Liver fibrosis arises in the course chronic inflammation following mechanisms that
are well-conserved across different etiologies. CD4+ T-cells are key players in the
orchestration of immune response. In numerous organs Th2-polarized GATA3+ CD4+ T-cells
have been demonstrated to drive fibrosis through the release of profibrogenic cytokines
such as IL-13. In the liver Th2-cells can perpetuate matrix deposition in archetypical
Th2-diseases, however, it is unclear whether the Th2-fibrosis paradigm can be applied
to antigen-independent entities, as well. We aimed at investigating whether Th2 pathways
are generally activated in chronic liver inflammation.
Whole human liver tissue was obtained from explants during transplantation and tumor
resection. Quantitative PCR was performed to study expression of Th2-associated genes.
Hepatic CD4+ T-cells were isolated and analyzed accordingly. Using cell lines of different
liver resident cells in vitro interaction with CD4+ T-cells under different stimuli
was investigated in order to unravel putative mechanisms of local Th2-induction. Furthermore,
origin and release of Th2-stimulating cytokines including IL-33 was assessed in vitro
and in situ. Various animal models were used to confirm the observations in vivo.
Th2-genes were critically regulated in liver fibrosis and cirrhosis largely independent
of underlying liver disease. In line, primary hepatic CD4+ T-cells displayed a Th2-like
phenotype, paralleled by elevated serum levels of IL-4, IL-13, IL-25, IL-33 and TSLP.

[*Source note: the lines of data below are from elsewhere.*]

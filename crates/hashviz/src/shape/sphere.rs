use glam::{Vec2, Vec3, Vec4};

use super::{Point, Point4, Surface};
use crate::math::{
    float::FloatAsExt,
    lanes::{map4, Float4x3},
};

/// Unit sphere, obtained by folding the UV square onto an octahedron and
/// projecting it outward.
#[derive(Debug, Default, Clone, Copy)]
pub struct Sphere;

/// `1 / sqrt(l)`, or zero when `l` is too small to be normalized
fn inv_length(length_squared: f32) -> f32 {
    length_squared
        .into_non_zero(f32::MIN_POSITIVE)
        .map_or(0.0, |l| 1.0 / l.sqrt())
}

/// Octahedral fold of one coordinate: move by `offset` toward the far side.
fn fold(c: f32, offset: f32) -> f32 {
    if c < 0.0 {
        c + offset
    } else {
        c - offset
    }
}

impl Surface for Sphere {
    fn point(&self, uv: Vec2) -> Point {
        let x = uv.x - 0.5;
        let y = uv.y - 0.5;
        let z = 0.5 - x.abs() - y.abs();
        let offset = (-z).max(0.0);
        let p = Vec3::new(fold(x, offset), fold(y, offset), z);

        let scale = inv_length(p.x * p.x + p.y * p.y + p.z * p.z);
        let position = if scale > 0.0 { p * scale } else { Vec3::Z };
        Point {
            position,
            normal: position,
        }
    }

    fn point4(&self, u: Vec4, v: Vec4) -> Point4 {
        let x = u - 0.5;
        let y = v - 0.5;
        let z = 0.5 - x.abs() - y.abs();
        let offset = (-z).max(Vec4::ZERO);
        let x = Vec4::select(x.cmplt(Vec4::ZERO), x + offset, x - offset);
        let y = Vec4::select(y.cmplt(Vec4::ZERO), y + offset, y - offset);
        let p = Float4x3::new(x, y, z);

        let scale = map4(p.length_squared(), inv_length);
        let degenerate = scale.cmpeq(Vec4::ZERO);
        let positions = Float4x3::new(
            Vec4::select(degenerate, Vec4::ZERO, p.x * scale),
            Vec4::select(degenerate, Vec4::ZERO, p.y * scale),
            Vec4::select(degenerate, Vec4::ONE, p.z * scale),
        );
        Point4 {
            positions,
            normals: positions,
        }
    }
}
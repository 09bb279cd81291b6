use std::path::{Path, PathBuf};

use anyhow::Result;
use image::{ImageBuffer, Luma, Rgb};

use crate::output::FinalOutput;
use hashviz::{fractal::Fractal, generator::Snapshot};

/// Color of a hash: its three low bytes as red, green and blue.
fn hash_color(hash: u32) -> Rgb<u8> {
    let [r, g, b, _] = hash.to_le_bytes();
    Rgb([r, g, b])
}

/// Height in `[-1, 1]` mapped to the full gray range.
fn height_luma(y: f32) -> Luma<u8> {
    Luma([((y * 0.5 + 0.5).clamp(0.0, 1.0) * 255.0).round() as u8])
}

/// Sample `x + z * resolution` lands on pixel `(x, z)`.
fn grid_image<P: image::Pixel<Subpixel = u8>, T>(
    snapshot: &Snapshot,
    values: &[T],
    f: impl Fn(&T) -> P,
) -> ImageBuffer<P, Vec<u8>> {
    let resolution = snapshot.resolution();
    ImageBuffer::from_fn(resolution, resolution, |x, z| {
        f(&values[(x + z * resolution) as usize])
    })
}

pub struct HashImageOutput {
    pub outdir: PathBuf,
}

impl FinalOutput for HashImageOutput {
    fn commit(&self, snapshot: &Snapshot) -> Result<()> {
        std::fs::create_dir_all(&self.outdir)?;
        let path = self.outdir.join("hashes.png");
        log::info!("Saving hash image to {}", path.display());
        grid_image(snapshot, snapshot.hashes(), |&h| hash_color(h)).save(path)?;
        Ok(())
    }
}

/// Writes one gray image per committed frame, numbered in commit order.
pub struct HeightImageOutput {
    pub outdir: PathBuf,
    frame: std::sync::atomic::AtomicU32,
}

impl HeightImageOutput {
    pub fn new(outdir: PathBuf) -> Self {
        Self {
            outdir,
            frame: Default::default(),
        }
    }
}

impl FinalOutput for HeightImageOutput {
    fn commit(&self, snapshot: &Snapshot) -> Result<()> {
        let frame = self
            .frame
            .fetch_add(1, std::sync::atomic::Ordering::Relaxed);
        std::fs::create_dir_all(&self.outdir)?;
        let path = self.outdir.join(format!("frame_{frame:04}.png"));
        log::debug!("Saving frame {frame} to {}", path.display());
        grid_image(snapshot, snapshot.positions(), |p| height_luma(p.y)).save(path)?;
        Ok(())
    }
}

pub struct RawOutput {
    pub outdir: PathBuf,
}

fn write_le<T: Copy>(path: &Path, values: &[T], to_bytes: impl Fn(T) -> [u8; 4]) -> Result<()> {
    let bytes: Vec<u8> = values.iter().flat_map(|&v| to_bytes(v)).collect();
    std::fs::write(path, bytes)?;
    Ok(())
}

impl FinalOutput for RawOutput {
    fn commit(&self, snapshot: &Snapshot) -> Result<()> {
        std::fs::create_dir_all(&self.outdir)?;
        log::info!("Saving raw buffers to {}", self.outdir.display());

        let positions: &[f32] = bytemuck::cast_slice(snapshot.positions());
        let normals: &[f32] = bytemuck::cast_slice(snapshot.normals());
        write_le(&self.outdir.join("positions.bin"), positions, f32::to_le_bytes)?;
        write_le(&self.outdir.join("normals.bin"), normals, f32::to_le_bytes)?;
        write_le(&self.outdir.join("hashes.bin"), snapshot.hashes(), u32::to_le_bytes)?;
        Ok(())
    }
}

/// One file per level, each part as twelve floats: the three scaled rotation
/// columns then the position.
pub fn write_fractal_matrices(outdir: &Path, fractal: &Fractal) -> Result<()> {
    std::fs::create_dir_all(outdir)?;
    log::info!("Saving fractal matrices to {}", outdir.display());
    for (level, matrices) in fractal.matrices().iter().enumerate() {
        let cols: Vec<glam::Vec3> = matrices.iter().flat_map(|m| m.cols).collect();
        let floats: &[f32] = bytemuck::cast_slice(&cols);
        write_le(&outdir.join(format!("level_{level}.bin")), floats, f32::to_le_bytes)?;
    }
    Ok(())
}
//! A long lived sample field, regenerated whenever its configuration changes.

use crate::{
    counter,
    generator::{BatchSampler, GeneratorConfig, Snapshot},
    Result,
};

/// Owns the current [Snapshot] and the buffers used to produce it.
///
/// Regenerating with the same resolution reuses every allocation. The snapshot
/// handed out by [SampleField::snapshot] stays valid until the next successful
/// [SampleField::regenerate].
#[derive(Debug)]
pub struct SampleField {
    config: GeneratorConfig,
    sampler: BatchSampler,
    snapshot: Snapshot,
}

impl SampleField {
    pub fn init(config: GeneratorConfig) -> Result<Self> {
        let mut sampler = BatchSampler::new();
        let snapshot = sampler.generate(&config)?;
        log::debug!("sample field created with {} samples", snapshot.len());
        Ok(Self {
            config,
            sampler,
            snapshot,
        })
    }

    /// Recomputes the whole field from scratch.
    ///
    /// On error nothing changes: the previous configuration and snapshot stay in place.
    pub fn regenerate(&mut self, config: GeneratorConfig) -> Result<()> {
        self.sampler.generate_into(&config, &mut self.snapshot)?;
        self.config = config;
        counter!("Field regenerations");
        Ok(())
    }

    pub fn snapshot(&self) -> &Snapshot {
        &self.snapshot
    }

    pub fn config(&self) -> &GeneratorConfig {
        &self.config
    }

    /// Drops the field and hands its last snapshot to the caller.
    pub fn release(self) -> Snapshot {
        log::debug!("sample field released");
        self.snapshot
    }
}
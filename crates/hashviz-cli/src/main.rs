mod output;
mod progress;
mod runner;
mod utils;

use std::path::PathBuf;

use anyhow::Result;
use clap::{Args as ClapArgs, Parser, Subcommand};
use hashviz::utils::counter;
use utils::{
    AvailableExecutionMode, AvailableFunction, AvailableOutput, AvailableShape,
    AvailableTransition, Vec3Arg,
};

#[derive(Parser, Debug)]
pub struct Args {
    #[command(subcommand)]
    command: Command,
}

#[derive(Subcommand, Debug)]
pub enum Command {
    /// Generate one snapshot and write it to disk
    Sample(SampleArgs),
    /// Run the function timeline and write one height map per frame
    Animate(AnimateArgs),
    /// Query a demo gravity world
    Gravity(GravityArgs),
    /// Animate a fractal and write the matrices of its last frame
    Fractal(FractalArgs),
}

#[derive(ClapArgs, Debug)]
pub struct SampleArgs {
    #[arg(long, value_enum, default_value_t)]
    /// Shape selector
    pub shape: AvailableShape,

    #[arg(short, long, default_value_t = 64)]
    /// Samples along one side of the grid
    pub resolution: u32,

    #[arg(long, default_value_t, allow_negative_numbers = true)]
    /// Seed of the hash. Given a seed the output is fully deterministic.
    pub seed: i32,

    #[arg(long, default_value_t, allow_negative_numbers = true)]
    /// Time fed to the function shapes
    pub time: f32,

    #[arg(long, default_value = "0,0,0", allow_hyphen_values = true)]
    /// Placement of the shape, `x,y,z`
    pub translation: Vec3Arg,

    #[arg(long, default_value = "0,0,0", allow_hyphen_values = true)]
    /// Euler angles in degrees, applied around z, then x, then y
    pub rotation: Vec3Arg,

    #[arg(long, default_value = "1,1,1")]
    pub scale: Vec3Arg,

    #[arg(long, default_value = "8,8,8")]
    /// Size of the hash cells is the inverse of this scale
    pub lattice_scale: Vec3Arg,

    #[arg(short, long, value_enum, default_value_t)]
    pub execution_mode: AvailableExecutionMode,

    #[arg(short, long, value_enum)]
    pub output: Vec<AvailableOutput>,

    #[arg(long, default_value = "output/")]
    pub outdir: PathBuf,
}

#[derive(ClapArgs, Debug)]
pub struct AnimateArgs {
    #[arg(long, value_enum, default_value_t)]
    /// Function shown first
    pub function: AvailableFunction,

    #[arg(long, value_enum, default_value_t)]
    pub transition: AvailableTransition,

    #[arg(long, default_value_t = 1.0)]
    /// Seconds each function is shown
    pub function_duration: f32,

    #[arg(long, default_value_t = 1.0)]
    /// Seconds each morph lasts
    pub transition_duration: f32,

    #[arg(long, default_value_t = 60)]
    pub frames: u32,

    #[arg(long, default_value_t = 1.0 / 30.0)]
    /// Seconds between two frames
    pub dt: f32,

    #[arg(short, long, default_value_t = 64)]
    pub resolution: u32,

    #[arg(long, default_value_t, allow_negative_numbers = true)]
    /// Seed of the hash and of the random transitions
    pub seed: i32,

    #[arg(short, long, value_enum, default_value_t)]
    pub execution_mode: AvailableExecutionMode,

    #[arg(long, default_value = "output/frames/")]
    pub outdir: PathBuf,
}

#[derive(ClapArgs, Debug)]
pub struct GravityArgs {
    #[arg(long, allow_hyphen_values = true)]
    /// Query point, `x,y,z`
    pub position: Vec3Arg,

    #[arg(long, default_value = "0,0,0", allow_hyphen_values = true)]
    /// Center of the gravity sphere
    pub center: Vec3Arg,

    #[arg(long, allow_negative_numbers = true)]
    /// Adds a horizontal gravity plane at this height
    pub plane_height: Option<f32>,
}

#[derive(ClapArgs, Debug)]
pub struct FractalArgs {
    #[arg(short, long, default_value_t = 4)]
    /// Levels of the fractal, the root included
    pub depth: u32,

    #[arg(long, default_value_t = 60)]
    pub frames: u32,

    #[arg(long, default_value_t = 1.0 / 30.0)]
    /// Seconds between two frames
    pub dt: f32,

    #[arg(long, default_value_t)]
    /// Seed of the sag angles and spin speeds
    pub seed: u64,

    #[arg(long, default_value_t = 1.0)]
    /// Scale of the root part
    pub scale: f32,

    #[arg(short, long, value_enum, default_value_t)]
    pub execution_mode: AvailableExecutionMode,

    #[arg(long, default_value = "output/fractal/")]
    pub outdir: PathBuf,
}

fn main() -> Result<()> {
    env_logger::Builder::from_env(env_logger::Env::default().default_filter_or("info")).init();
    let args = Args::parse();

    match args.command {
        Command::Sample(args) => runner::run_sample(args)?,
        Command::Animate(args) => runner::run_animate(args)?,
        Command::Gravity(args) => runner::run_gravity(args),
        Command::Fractal(args) => runner::run_fractal(args)?,
    }

    counter::report_counters();
    Ok(())
}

Hepatic Il33 and its receptor St2 showed stage-dependent upregulation. Immunofluorescence
revealed intimate cross-talk between GATA3+ T-cells and hepatic macrophages and stellate
cells. Interestingly, FISH analysis could identify macrophages and biliary progenitor
cells as a source of IL-33. Congruently, mouse models with pronounced ductal reaction
exhibited highest IL-33 expression. Besides IL-33, we observed reciprocal cell-cell
interaction involving hepatocytes under inflammatory conditions leading to a Th2-shift
in T-cells and consecutive activation/proliferation of hepatic stellate cells, partially
dependent on IL-13. Moreover, primary CD11b+ liver macrophages can also secrete Th2-cytokines
upon stimulation.
Our data indicate that Th2-polarized CD4+ T-cells are implicated in liver fibrosis.
Local inflammatory environment due to soluble factors and cell-cell contact favors
a Th2-phenotype mainly through IL33.